Comment by dmurray

Comment by dmurray 3 days ago

7 replies

Last night I downloaded a TV episode and played it in VLC. 30 seconds in, the power failed. Fine, it's an old laptop I'm using as a media server, battery is long dead - this never happened before but maybe something is loose. I checked the power supply and restarted it. It failed again at the same point in the video, and again a third time. Something about that video causes my laptop to die.

I turned it off and went to bed. Maybe I'll troubleshoot it today. But I'd love to understand what could have happened. The closest thing I know of is the Janet Jackson video that could crash hard drives [0]. In this case the sound was playing on a different device (my TV) so I don't think it's the same explanation.

For extra weirdness, the episode was Black Mirror S7E01. Exactly the kind of thing the creators would like to build into a Black Mirror episode.

[0] https://devblogs.microsoft.com/oldnewthing/20220816-00/?p=10...

jerf 3 days ago

Dying on the exact same frame, or just generally in the same spot?

In the case of the latter my first thought would be thermals. Different video codecs have significantly different decoding costs, and may also stress different parts of your system. You could check for that by playing that same video but not starting at the beginning and see if it's the same duration. Or jump to just before it dies and see if it plays through.

If by "downloaded" you mean The High Seas, those who provision the high seas are often on the cutting edge of using codecs with every last feature turned on to make the videos smaller to squeeze every last bit out of the encodings that they can, which can make them unusually expensive to decode. Or so I've heard.

  • dmurray 2 days ago

    I didn't get to dig much further into it, but for those of you who suggested ideas:

    - not always the same frame. The first three failures were within seconds of each other, possibly the same frame. I tried again the next night and it got through that part of the video, but crashed a minute later - I was able to play the video using a different app (Ubuntu's built-in Videos app from an old Ubuntu release, maybe 20.04)

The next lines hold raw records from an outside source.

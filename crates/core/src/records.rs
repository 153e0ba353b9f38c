//! Restaurant and cuisine records
//!
//! Records keep every field as the string read from the source table.
//! Numeric interpretation happens at search time.

use serde::{Deserialize, Serialize};

/// A restaurant row.
#[derive(Debug, Clone, PartialEq, Eq, Serialize, Deserialize)]
pub struct Restaurant {
    pub id: String,
    pub name: String,
    /// Matches a [`Cuisine::id`]
    pub cuisine_id: String,
    pub distance: String,
    pub customer_rating: String,
    pub price: String,
}

impl Restaurant {
    /// Convenience constructor used by in-memory sources and tests.
    pub fn new(
        id: impl Into<String>,
        name: impl Into<String>,
        cuisine_id: impl Into<String>,
        distance: impl Into<String>,
        customer_rating: impl Into<String>,
        price: impl Into<String>,
    ) -> Self {
        Self {
            id: id.into(),
            name: name.into(),
            cuisine_id: cuisine_id.into(),
            distance: distance.into(),
            customer_rating: customer_rating.into(),
            price: price.into(),
        }
    }
}

/// A cuisine row.
#[derive(Debug, Clone, PartialEq, Eq, Serialize, Deserialize)]
pub struct Cuisine {
    pub id: String,
    pub name: String,
}

impl Cuisine {
    pub fn new(id: impl Into<String>, name: impl Into<String>) -> Self {
        Self {
            id: id.into(),
            name: name.into(),
        }
    }
}
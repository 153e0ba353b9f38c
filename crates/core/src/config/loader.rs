//! Configuration file loading

use super::schema::ConfigSchema;
use crate::error::{Error, Result, ResultExt};
use std::path::{Path, PathBuf};

/// Configuration wrapper
#[derive(Debug, Clone, Default)]
pub struct Config {
    pub schema: ConfigSchema,
    pub path: Option<PathBuf>,
}

impl Config {
    /// Load configuration from a file path or use defaults
    ///
    /// An explicit path must exist. Without one, the standard locations are
    /// searched and defaults are used when none is found.
    pub fn load(path: Option<&Path>) -> Result<Self> {
        let config_path = match path {
            Some(p) if !p.exists() => return Err(Error::config_not_found(p)),
            Some(p) => Some(p.to_path_buf()),
            None => find_config_file(),
        };

        let schema = match config_path {
            Some(ref p) => load_config_file(p)?,
            None => ConfigSchema::default(),
        };
        schema.validate()?;

        Ok(Self {
            schema,
            path: config_path,
        })
    }
}

/// Find configuration file in standard locations
fn find_config_file() -> Option<PathBuf> {
    let mut candidates = vec![
        PathBuf::from(".dinefind.toml"),
        PathBuf::from("dinefind.toml"),
        PathBuf::from(".config/dinefind.toml"),
    ];
    if let Some(dir) = dirs::config_dir() {
        candidates.push(dir.join("dinefind").join("config.toml"));
    }

    candidates.into_iter().find(|candidate| candidate.exists())
}

/// Load and parse a TOML configuration file
fn load_config_file(path: &Path) -> Result<ConfigSchema> {
    let content = std::fs::read_to_string(path)
        .map_err(|e| Error::config(format!("Failed to read config file {}: {}", path.display(), e)))?;

    let schema: ConfigSchema = toml::from_str(&content)
        .map_err(Error::from)
        .context(format!("While parsing {}", path.display()))?;

    tracing::debug!(path = %path.display(), "Loaded configuration");
    Ok(schema)
}
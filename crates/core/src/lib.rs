//! Core data handling for dinefind
//!
//! This crate provides everything a search needs before it can run:
//!
//! - **Error handling**: errors with codes, context, and recovery suggestions
//! - **Records**: restaurant and cuisine rows as read from their tables
//! - **Conversion**: CSV tables into records
//! - **Caching**: converted records persisted as JSON with integrity checks
//! - **Dataset loading**: the [`DataSource`](dataset::DataSource) seam used by the searcher
//! - **Configuration**: TOML-based configuration with validation
//!
//! # Example
//!
//! ```rust,no_run
//! use dinefind_core::{config::Config, dataset::{CsvDataSource, DataSource}};
//!
//! let config = Config::load(None).expect("invalid configuration");
//! let source = CsvDataSource::new(config.schema.data);
//! let dataset = source.load().expect("could not load dataset");
//! println!("{} restaurants", dataset.restaurants.len());
//! ```

#![warn(clippy::all)]
#![allow(clippy::module_name_repetitions)]

pub mod cache;
pub mod config;
pub mod convert;
pub mod dataset;
pub mod error;
pub mod records;

pub use error::{Error, ErrorCode, Result, ResultExt};

/// Re-export commonly used types
pub mod prelude {
    pub use crate::cache::{CacheStats, RecordCache};
    pub use crate::config::{Config, ConfigSchema, DataConfig};
    pub use crate::dataset::{CsvDataSource, DataSource, Dataset, StaticSource};
    pub use crate::error::{exit_codes, Error, ErrorCode, Result, ResultExt};
    pub use crate::records::{Cuisine, Restaurant};
}
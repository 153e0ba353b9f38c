//! Progress indicators

use indicatif::{ProgressBar, ProgressStyle};
use std::time::Duration;

/// Create a spinner for indeterminate progress
pub fn spinner(message: &str) -> ProgressBar {
    let pb = ProgressBar::new_spinner();
    if let Ok(style) = ProgressStyle::default_spinner()
        .tick_chars("⠋⠙⠹⠸⠼⠴⠦⠧⠇⠏")
        .template("{spinner:.blue} {msg}")
    {
        pb.set_style(style);
    }
    pb.set_message(message.to_string());
    pb.enable_steady_tick(Duration::from_millis(80));
    pb
}

/// Finish a spinner with a success message
pub fn finish_success(pb: &ProgressBar, message: &str) {
    pb.finish_with_message(format!("✓ {}", message));
}

/// Finish a spinner with an error message
pub fn finish_error(pb: &ProgressBar, message: &str) {
    pb.finish_with_message(format!("✗ {}", message));
}

#[cfg(test)]
mod tests {
    use super::*;

    #[test]
    fn test_spinner_creation() {
        let pb = spinner("Loading restaurants...");
        finish_success(&pb, "Loaded");
        assert!(pb.is_finished());
    }

    #[test]
    fn test_spinner_error() {
        let pb = spinner("Loading restaurants...");
        finish_error(&pb, "Failed");
        assert!(pb.is_finished());
    }
}
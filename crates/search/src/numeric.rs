//! Leading-integer parsing for numeric-as-string fields.
//!
//! `"12km"` reads as 12, `" 3"` as 3, `"abc"` and `""` as not-a-number.
//! Not-a-number is `None`, and every bound check against it fails, so a
//! malformed value never matches a numeric filter.

/// Parse the integer at the start of `input`.
///
/// Leading whitespace and one sign are accepted; parsing stops at the first
/// non-digit. Values beyond `i64` saturate.
pub fn parse_leading_int(input: &str) -> Option<i64> {
    let s = input.trim_start();
    let (negative, digits) = match s.as_bytes().first() {
        Some(b'-') => (true, &s[1..]),
        Some(b'+') => (false, &s[1..]),
        _ => (false, s),
    };

    let len = digits.bytes().take_while(u8::is_ascii_digit).count();
    if len == 0 {
        return None;
    }

    let value = digits[..len].bytes().fold(0i64, |acc, b| {
        acc.saturating_mul(10).saturating_add(i64::from(b - b'0'))
    });
    Some(if negative { -value } else { value })
}

/// `value >= bound`, false if either side is not a number.
#[inline]
pub fn at_least(value: &str, bound: &str) -> bool {
    matches!(
        (parse_leading_int(value), parse_leading_int(bound)),
        (Some(v), Some(b)) if v >= b
    )
}

/// `value <= bound`, false if either side is not a number.
#[inline]
pub fn at_most(value: &str, bound: &str) -> bool {
    matches!(
        (parse_leading_int(value), parse_leading_int(bound)),
        (Some(v), Some(b)) if v <= b
    )
}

    • its_ubuntu a day ago

      It's Ubuntu. Trust me.

      This is why I built my own distro. It took a while for me to re-learn which are actually good or bad apps. I had spent so long using the garbage Ubuntu versions only to find that the same apps, when compiled from scratch on my vanilla distro, work just fine and are way more solid and reliable.

      VLC was one of those. But really, you should be using MPV instead as it's a far superior video player, or Audacious (in classic WinAmp/XMMS mode) for playing audio. VLC just sucks.

      Hope this helps.

      • dmurray 12 hours ago

        VLC failed on other videos from the same source.

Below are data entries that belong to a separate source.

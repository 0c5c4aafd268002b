//! Evaluation context for CEL expressions

use crate::types::{Attributes, Principal, Resource};
use serde::{Deserialize, Serialize};
use serde_json::{json, Map, Value};
use std::collections::HashMap;

/// Context containing all variables available during CEL evaluation
///
/// Variables and their aliases:
///
/// | variable    | alias        | contents                             |
/// |-------------|--------------|--------------------------------------|
/// | `principal` | `P`          | `id`, `roles`, `attributes` (`attr`) |
/// | `resource`  | `R`          | `kind`, `id`, `attributes` (`attr`)  |
/// | `auxData`   | `A`, `aux`   | per-request auxiliary data           |
/// | `request`   |              | `{principal, resource, auxData}`     |
#[derive(Debug, Clone, Default, Serialize, Deserialize)]
pub struct EvalContext {
    /// Principal object
    pub principal: Map<String, Value>,

    /// Resource object
    pub resource: Map<String, Value>,

    /// Auxiliary request data
    pub aux_data: Map<String, Value>,
}

impl EvalContext {
    /// Create a new evaluation context
    pub fn new() -> Self {
        Self::default()
    }

    /// Build the context for one check request
    pub fn for_request(
        principal: &Principal,
        resource: &Resource,
        aux_data: Option<&Attributes>,
    ) -> Self {
        let mut principal_map = Map::new();
        principal_map.insert("id".to_string(), json!(principal.id));
        principal_map.insert("roles".to_string(), json!(principal.roles));
        principal_map.insert("attributes".to_string(), to_object(&principal.attributes));

        let mut resource_map = Map::new();
        resource_map.insert("kind".to_string(), json!(resource.kind));
        resource_map.insert("id".to_string(), json!(resource.id));
        resource_map.insert("attributes".to_string(), to_object(&resource.attributes));

        let aux_map = aux_data
            .map(|aux| aux.iter().map(|(k, v)| (k.clone(), v.clone())).collect())
            .unwrap_or_default();

        Self {
            principal: principal_map,
            resource: resource_map,
            aux_data: aux_map,
        }
    }

    /// Create context with principal attributes
    pub fn with_principal(mut self, principal: HashMap<String, Value>) -> Self {
        self.principal = principal.into_iter().collect();
        self
    }

    /// Create context with resource attributes
    pub fn with_resource(mut self, resource: HashMap<String, Value>) -> Self {
        self.resource = resource.into_iter().collect();
        self
    }

    /// Create context with auxiliary data
    pub fn with_aux_data(mut self, aux_data: HashMap<String, Value>) -> Self {
        self.aux_data = aux_data.into_iter().collect();
        self
    }

    /// Get all variables, aliases included, for CEL evaluation
    pub fn to_variables(&self) -> HashMap<String, Value> {
        let principal = Value::Object(with_attr_alias(&self.principal));
        let resource = Value::Object(with_attr_alias(&self.resource));
        let aux_data = Value::Object(self.aux_data.clone());

        let request = json!({
            "principal": principal,
            "resource": resource,
            "auxData": aux_data,
        });

        let mut vars = HashMap::with_capacity(8);
        vars.insert("P".to_string(), principal.clone());
        vars.insert("principal".to_string(), principal);
        vars.insert("R".to_string(), resource.clone());
        vars.insert("resource".to_string(), resource);
        vars.insert("A".to_string(), aux_data.clone());
        vars.insert("aux".to_string(), aux_data.clone());
        vars.insert("auxData".to_string(), aux_data);
        vars.insert("request".to_string(), request);
        vars
    }
}

/// `attr` is accepted as shorthand for `attributes`
fn with_attr_alias(object: &Map<String, Value>) -> Map<String, Value> {
    let mut object = object.clone();
    if let Some(attributes) = object.get("attributes").cloned() {
        object.entry("attr").or_insert(attributes);
    }
    object
}

fn to_object(attributes: &Attributes) -> Value {
    Value::Object(
        attributes
            .iter()
            .map(|(k, v)| (k.clone(), v.clone()))
            .collect(),
    )
}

        Ubuntu's default player worked. I've rarely used it.

        Some bug in VLC with whatever codec these use, and then some system level bug allowing that to kill the whole machine.

        • its_ubuntu 5 hours ago

          Nah, it's not a bug in VLC. It's a bug in whatever janky patches Ubuntu applies to the entire ecosystem, including VLC. Somehow or another they screw things up.

          I had the same thought as you at first, and was so unimpressed with buggy ass VLC on Linux Mint I was going to revert to the 2.x version, when I first built my distro. It wouldn't compile however, so I was forced to go to the latest 3.x. It turned out to work fine. The problems I had on Ubuntu just vanished and it was rock solid.

          Now VLC did turn out to have some actual problems in the end that shifted me to MPV permanently. But nothing like crashing the whole system. That's all Ubuntu right there.

amalcon 3 days ago

Some of these video codecs have pathological cases that might be maxing out your video while doing the decoding. If you're only using it as a media server, that might exceed the (possibly age-degraded) capacity of your power supply. Replacing the power supply might help in that case.

It's also possible that something in a particular frame is triggering a bug in your driver and crashing that way. In that case, your best bet might be to transcode the video to a different codec or something.

Maybe your particular video download is from an entirely trustworthy source, but it's not unheard of that untrustworthy folks will modify a file with the intent of causing this to happen.

aiahs 3 days ago

If you manage to find out what the cause is, I'd love to hear it.